Each line below from the one containing "full_grid(&regular_lonlat_grid(nx, ny, 0.0, 0.0, 1.0, 1.0))" through the one containing "assert_eq!(loaded.nx(), Some(nx));" is to be given again exactly, and no line outside that span.

▼

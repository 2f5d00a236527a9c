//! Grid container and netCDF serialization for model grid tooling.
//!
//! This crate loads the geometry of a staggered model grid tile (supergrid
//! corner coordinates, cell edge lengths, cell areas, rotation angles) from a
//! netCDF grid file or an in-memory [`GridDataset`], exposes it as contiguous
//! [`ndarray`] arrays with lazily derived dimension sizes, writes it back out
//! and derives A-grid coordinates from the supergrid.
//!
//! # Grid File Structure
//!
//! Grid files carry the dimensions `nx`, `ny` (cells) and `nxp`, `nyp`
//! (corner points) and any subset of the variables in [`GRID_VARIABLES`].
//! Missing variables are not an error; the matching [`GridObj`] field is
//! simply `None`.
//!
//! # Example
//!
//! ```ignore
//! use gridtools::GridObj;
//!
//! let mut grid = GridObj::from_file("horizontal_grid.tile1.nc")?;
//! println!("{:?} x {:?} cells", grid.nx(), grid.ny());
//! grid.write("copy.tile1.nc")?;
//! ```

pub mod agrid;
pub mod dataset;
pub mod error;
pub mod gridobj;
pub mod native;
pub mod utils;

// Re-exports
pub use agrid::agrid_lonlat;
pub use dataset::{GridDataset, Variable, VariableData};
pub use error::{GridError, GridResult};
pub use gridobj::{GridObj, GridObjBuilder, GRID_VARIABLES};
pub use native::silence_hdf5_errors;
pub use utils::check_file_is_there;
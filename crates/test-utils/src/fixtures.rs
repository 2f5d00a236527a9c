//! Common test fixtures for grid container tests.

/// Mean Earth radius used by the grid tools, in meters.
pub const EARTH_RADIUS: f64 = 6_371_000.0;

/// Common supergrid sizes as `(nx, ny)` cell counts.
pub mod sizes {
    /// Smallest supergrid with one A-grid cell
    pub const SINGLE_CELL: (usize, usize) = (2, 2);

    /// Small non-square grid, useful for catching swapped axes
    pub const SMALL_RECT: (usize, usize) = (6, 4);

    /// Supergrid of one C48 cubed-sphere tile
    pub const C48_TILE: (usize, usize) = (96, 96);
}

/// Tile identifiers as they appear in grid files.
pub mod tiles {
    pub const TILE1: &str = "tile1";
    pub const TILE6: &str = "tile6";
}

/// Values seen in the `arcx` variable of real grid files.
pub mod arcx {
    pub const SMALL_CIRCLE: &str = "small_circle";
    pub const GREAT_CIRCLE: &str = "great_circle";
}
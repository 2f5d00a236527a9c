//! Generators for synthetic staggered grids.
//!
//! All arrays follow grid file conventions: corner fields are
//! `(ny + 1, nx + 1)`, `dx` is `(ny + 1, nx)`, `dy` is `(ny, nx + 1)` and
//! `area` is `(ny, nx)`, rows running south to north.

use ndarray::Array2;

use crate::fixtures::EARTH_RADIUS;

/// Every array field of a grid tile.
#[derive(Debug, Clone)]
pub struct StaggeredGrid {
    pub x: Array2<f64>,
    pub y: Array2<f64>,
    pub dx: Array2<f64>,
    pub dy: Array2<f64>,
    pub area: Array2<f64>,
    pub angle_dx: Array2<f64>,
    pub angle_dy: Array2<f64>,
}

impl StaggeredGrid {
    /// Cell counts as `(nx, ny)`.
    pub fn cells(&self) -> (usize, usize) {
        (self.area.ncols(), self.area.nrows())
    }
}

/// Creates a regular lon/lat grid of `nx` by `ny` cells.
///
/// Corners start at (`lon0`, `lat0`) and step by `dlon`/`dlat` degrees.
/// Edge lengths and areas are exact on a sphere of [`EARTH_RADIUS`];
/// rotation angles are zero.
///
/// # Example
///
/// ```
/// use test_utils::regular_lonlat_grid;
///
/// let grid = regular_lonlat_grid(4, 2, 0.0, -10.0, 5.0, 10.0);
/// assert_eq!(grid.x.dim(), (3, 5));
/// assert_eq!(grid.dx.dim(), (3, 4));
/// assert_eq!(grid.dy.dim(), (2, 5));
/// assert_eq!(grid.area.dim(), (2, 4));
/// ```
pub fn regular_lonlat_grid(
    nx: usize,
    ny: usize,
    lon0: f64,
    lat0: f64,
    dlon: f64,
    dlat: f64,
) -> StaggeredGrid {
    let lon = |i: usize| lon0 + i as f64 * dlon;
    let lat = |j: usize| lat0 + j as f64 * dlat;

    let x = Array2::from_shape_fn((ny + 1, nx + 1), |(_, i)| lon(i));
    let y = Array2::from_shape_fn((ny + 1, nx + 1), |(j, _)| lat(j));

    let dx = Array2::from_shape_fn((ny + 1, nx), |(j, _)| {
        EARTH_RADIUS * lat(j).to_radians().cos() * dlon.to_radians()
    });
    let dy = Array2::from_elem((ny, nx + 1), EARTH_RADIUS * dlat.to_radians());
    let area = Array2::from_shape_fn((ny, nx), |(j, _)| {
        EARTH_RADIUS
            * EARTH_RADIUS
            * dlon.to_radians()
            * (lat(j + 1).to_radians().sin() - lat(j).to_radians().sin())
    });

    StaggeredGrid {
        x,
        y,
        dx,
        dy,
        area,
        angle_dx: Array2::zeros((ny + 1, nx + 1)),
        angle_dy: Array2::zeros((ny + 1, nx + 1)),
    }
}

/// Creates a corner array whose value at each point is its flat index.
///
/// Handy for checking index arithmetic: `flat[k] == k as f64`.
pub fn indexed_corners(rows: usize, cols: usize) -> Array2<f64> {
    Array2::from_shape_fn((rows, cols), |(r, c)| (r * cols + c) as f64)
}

▲
▼

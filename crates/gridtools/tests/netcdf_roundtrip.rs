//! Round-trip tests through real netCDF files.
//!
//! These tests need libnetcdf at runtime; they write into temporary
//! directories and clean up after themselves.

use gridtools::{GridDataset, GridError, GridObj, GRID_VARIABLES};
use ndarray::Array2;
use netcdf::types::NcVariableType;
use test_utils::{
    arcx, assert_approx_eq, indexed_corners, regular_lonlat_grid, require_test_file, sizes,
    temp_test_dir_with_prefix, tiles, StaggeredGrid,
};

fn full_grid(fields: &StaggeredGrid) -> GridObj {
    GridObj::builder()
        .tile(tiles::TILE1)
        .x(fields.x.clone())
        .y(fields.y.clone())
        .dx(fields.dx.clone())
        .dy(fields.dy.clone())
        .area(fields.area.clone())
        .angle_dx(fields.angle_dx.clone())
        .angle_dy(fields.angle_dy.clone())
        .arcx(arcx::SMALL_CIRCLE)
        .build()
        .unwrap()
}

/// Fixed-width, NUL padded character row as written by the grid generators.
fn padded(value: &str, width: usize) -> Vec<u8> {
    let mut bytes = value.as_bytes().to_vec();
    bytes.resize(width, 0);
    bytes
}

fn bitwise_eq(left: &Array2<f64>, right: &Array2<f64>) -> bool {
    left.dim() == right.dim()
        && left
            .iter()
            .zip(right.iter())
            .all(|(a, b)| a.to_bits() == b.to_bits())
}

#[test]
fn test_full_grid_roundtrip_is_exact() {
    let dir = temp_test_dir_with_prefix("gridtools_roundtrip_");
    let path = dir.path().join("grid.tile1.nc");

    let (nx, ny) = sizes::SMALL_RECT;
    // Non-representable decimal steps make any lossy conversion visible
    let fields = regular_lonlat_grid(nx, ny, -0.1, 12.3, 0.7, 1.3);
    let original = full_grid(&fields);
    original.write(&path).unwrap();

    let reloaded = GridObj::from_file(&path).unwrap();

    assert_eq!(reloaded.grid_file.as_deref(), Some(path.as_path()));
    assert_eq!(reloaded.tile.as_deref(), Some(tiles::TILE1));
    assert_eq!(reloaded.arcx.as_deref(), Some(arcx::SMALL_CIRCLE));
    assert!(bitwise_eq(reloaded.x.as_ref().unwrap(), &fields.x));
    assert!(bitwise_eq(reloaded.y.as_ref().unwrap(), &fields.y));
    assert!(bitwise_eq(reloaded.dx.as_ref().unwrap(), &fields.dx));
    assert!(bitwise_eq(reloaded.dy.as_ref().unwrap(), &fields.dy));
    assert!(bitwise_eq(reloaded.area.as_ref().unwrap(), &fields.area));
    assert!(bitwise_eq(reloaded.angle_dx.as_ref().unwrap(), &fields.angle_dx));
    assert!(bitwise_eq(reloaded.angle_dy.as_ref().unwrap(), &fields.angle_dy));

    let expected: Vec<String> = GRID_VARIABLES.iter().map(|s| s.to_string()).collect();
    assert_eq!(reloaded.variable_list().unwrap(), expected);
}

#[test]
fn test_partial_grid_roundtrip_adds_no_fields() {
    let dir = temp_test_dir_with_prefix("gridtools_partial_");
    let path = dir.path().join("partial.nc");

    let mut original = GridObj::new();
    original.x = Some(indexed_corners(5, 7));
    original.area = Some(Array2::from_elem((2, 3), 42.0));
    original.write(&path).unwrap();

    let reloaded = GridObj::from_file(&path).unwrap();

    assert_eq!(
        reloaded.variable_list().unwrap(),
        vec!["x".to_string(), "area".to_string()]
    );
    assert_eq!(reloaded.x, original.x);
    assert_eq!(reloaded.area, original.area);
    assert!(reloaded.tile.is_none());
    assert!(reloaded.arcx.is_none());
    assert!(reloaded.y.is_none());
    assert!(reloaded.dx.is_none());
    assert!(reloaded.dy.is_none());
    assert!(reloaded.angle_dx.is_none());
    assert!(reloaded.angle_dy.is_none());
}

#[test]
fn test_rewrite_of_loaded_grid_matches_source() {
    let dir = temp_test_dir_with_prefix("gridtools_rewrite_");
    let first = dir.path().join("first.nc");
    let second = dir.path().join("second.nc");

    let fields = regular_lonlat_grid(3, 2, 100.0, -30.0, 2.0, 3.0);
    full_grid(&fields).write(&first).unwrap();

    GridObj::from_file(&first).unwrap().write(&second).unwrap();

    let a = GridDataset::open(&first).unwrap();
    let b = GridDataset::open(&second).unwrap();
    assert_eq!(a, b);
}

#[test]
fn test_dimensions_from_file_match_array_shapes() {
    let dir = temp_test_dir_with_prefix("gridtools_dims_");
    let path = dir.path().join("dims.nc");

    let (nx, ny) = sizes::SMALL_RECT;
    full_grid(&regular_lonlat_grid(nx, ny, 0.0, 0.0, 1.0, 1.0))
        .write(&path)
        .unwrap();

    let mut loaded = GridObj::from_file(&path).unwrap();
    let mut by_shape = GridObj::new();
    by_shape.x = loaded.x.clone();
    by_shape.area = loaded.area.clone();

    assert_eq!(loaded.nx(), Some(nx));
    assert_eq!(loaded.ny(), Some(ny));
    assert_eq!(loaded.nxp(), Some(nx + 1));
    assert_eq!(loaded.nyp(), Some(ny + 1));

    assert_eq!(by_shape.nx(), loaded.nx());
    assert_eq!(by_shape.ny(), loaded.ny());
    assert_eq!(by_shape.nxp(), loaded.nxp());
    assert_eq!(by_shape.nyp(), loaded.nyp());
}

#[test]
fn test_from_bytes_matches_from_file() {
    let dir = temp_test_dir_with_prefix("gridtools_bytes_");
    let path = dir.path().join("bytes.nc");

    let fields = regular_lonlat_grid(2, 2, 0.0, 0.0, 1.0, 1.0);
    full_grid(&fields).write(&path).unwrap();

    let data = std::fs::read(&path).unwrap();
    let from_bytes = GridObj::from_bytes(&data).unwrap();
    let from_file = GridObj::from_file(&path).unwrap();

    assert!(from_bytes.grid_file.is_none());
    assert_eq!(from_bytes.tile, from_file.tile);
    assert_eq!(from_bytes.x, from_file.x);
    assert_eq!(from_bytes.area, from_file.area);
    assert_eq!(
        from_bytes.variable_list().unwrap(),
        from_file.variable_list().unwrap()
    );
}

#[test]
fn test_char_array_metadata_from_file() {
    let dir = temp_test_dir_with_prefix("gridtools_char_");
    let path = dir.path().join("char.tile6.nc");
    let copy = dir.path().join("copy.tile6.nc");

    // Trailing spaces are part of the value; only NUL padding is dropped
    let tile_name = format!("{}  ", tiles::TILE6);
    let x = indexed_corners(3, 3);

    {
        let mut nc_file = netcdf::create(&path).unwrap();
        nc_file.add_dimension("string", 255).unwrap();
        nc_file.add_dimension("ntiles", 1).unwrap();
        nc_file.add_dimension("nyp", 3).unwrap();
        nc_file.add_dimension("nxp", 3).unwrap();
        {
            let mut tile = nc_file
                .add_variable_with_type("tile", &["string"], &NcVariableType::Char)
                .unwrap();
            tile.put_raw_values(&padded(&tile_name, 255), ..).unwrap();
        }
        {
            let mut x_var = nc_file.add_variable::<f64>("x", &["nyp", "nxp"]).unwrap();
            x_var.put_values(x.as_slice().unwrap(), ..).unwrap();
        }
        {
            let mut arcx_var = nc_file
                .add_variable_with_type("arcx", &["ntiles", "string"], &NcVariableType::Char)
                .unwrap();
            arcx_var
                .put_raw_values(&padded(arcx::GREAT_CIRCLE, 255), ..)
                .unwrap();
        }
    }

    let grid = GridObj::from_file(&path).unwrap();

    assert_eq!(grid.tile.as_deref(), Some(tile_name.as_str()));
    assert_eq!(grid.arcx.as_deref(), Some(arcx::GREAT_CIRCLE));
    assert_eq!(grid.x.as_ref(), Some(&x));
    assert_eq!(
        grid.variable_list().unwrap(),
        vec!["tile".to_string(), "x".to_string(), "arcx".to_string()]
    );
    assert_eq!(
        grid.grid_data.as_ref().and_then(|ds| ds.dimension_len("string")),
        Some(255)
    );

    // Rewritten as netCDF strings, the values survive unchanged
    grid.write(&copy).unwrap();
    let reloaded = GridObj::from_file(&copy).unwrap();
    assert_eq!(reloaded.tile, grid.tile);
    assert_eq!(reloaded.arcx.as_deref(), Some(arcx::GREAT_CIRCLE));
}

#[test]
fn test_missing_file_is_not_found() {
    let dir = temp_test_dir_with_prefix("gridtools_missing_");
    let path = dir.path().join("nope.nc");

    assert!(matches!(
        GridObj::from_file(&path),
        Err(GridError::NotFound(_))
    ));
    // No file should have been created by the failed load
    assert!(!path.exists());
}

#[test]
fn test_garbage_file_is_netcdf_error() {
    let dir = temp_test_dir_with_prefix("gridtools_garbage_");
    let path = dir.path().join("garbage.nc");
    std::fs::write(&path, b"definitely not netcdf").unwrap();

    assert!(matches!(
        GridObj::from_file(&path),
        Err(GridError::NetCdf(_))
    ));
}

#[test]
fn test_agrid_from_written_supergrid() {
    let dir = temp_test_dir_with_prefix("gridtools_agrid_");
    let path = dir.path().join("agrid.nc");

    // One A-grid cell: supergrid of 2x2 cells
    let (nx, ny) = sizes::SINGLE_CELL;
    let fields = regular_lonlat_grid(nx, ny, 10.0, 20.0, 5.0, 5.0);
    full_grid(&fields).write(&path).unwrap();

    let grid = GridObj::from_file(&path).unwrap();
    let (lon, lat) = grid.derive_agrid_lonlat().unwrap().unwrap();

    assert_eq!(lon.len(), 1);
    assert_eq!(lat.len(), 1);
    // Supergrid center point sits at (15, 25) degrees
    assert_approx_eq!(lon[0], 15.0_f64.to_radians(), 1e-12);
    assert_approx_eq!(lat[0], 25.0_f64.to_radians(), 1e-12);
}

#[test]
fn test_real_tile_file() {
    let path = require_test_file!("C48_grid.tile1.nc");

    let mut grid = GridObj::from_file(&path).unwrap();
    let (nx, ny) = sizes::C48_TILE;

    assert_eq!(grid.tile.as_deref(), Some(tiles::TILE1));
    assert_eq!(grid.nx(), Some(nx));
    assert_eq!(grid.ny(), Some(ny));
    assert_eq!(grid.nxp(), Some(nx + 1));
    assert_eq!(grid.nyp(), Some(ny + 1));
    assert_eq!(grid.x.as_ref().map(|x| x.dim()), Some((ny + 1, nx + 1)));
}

▲

**SOLUTION TO THE EXERCISE**
    full_grid(&regular_lonlat_grid(nx, ny, 0.0, 0.0, 1.0, 1.0))
        .write(&path)
        .unwrap();

    let mut loaded = GridObj::from_file(&path).unwrap();
    let mut by_shape = GridObj::new();
    by_shape.x = loaded.x.clone();
    by_shape.area = loaded.area.clone();

    assert_eq!(loaded.nx(), Some(nx));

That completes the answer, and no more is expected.